DATA SHOWN:
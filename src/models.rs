//! Result models for the typed wrapper methods.
//!
//! Only the commonly used fields are named. Everything else the daemon
//! returns is kept in `extra`, so newer daemon versions still decode.

use std::collections::BTreeMap;

use serde::{Deserialize, Serialize};
use serde_json::Value;

/// Chain name reported by `getblockchaininfo`.
///
/// Includes `Unknown` for forward-compatibility with new chain names.
#[derive(Debug, Clone, Copy, PartialEq, Eq, Serialize, Deserialize)]
#[serde(rename_all = "lowercase")]
pub enum Chain {
    Main,
    Test,
    Regtest,
    #[serde(other)]
    Unknown,
}

impl Chain {
    pub fn as_str(&self) -> &'static str {
        match self {
            Chain::Main => "main",
            Chain::Test => "test",
            Chain::Regtest => "regtest",
            Chain::Unknown => "unknown",
        }
    }
}

/// `getblockchaininfo` result.
#[derive(Debug, Clone, PartialEq, Serialize, Deserialize)]
pub struct BlockchainInfo {
    pub chain: Chain,
    pub blocks: u64,
    pub headers: u64,
    pub bestblockhash: String,
    pub difficulty: f64,
    #[serde(default)]
    pub mediantime: u64,
    #[serde(default)]
    pub verificationprogress: f64,
    #[serde(default)]
    pub pruned: bool,
    #[serde(flatten)]
    pub extra: BTreeMap<String, Value>,
}

impl BlockchainInfo {
    /// Whether the node still has headers it has not validated blocks for.
    pub fn is_syncing(&self) -> bool {
        self.blocks < self.headers
    }
}

/// `getnetworkinfo` result.
#[derive(Debug, Clone, PartialEq, Serialize, Deserialize)]
pub struct NetworkInfo {
    pub version: u64,
    pub subversion: String,
    pub protocolversion: u64,
    #[serde(default)]
    pub connections: u64,
    #[serde(default)]
    pub networkactive: Option<bool>,
    #[serde(flatten)]
    pub extra: BTreeMap<String, Value>,
}

/// `getmempoolinfo` result.
#[derive(Debug, Clone, PartialEq, Serialize, Deserialize)]
pub struct MempoolInfo {
    pub size: u64,
    pub bytes: u64,
    #[serde(default)]
    pub usage: u64,
    #[serde(flatten)]
    pub extra: BTreeMap<String, Value>,
}

/// `getmininginfo` result.
#[derive(Debug, Clone, PartialEq, Serialize, Deserialize)]
pub struct MiningInfo {
    pub blocks: u64,
    pub difficulty: f64,
    pub networkhashps: f64,
    #[serde(default)]
    pub chain: Option<Chain>,
    #[serde(flatten)]
    pub extra: BTreeMap<String, Value>,
}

WHAT YOU ARE ASKED TO DO:
Where in the listing does the string "struct" appear? Copy every line that has it.

THE ANSWER:
pub struct BlockchainInfo {
pub struct NetworkInfo {
pub struct MempoolInfo {
pub struct MiningInfo {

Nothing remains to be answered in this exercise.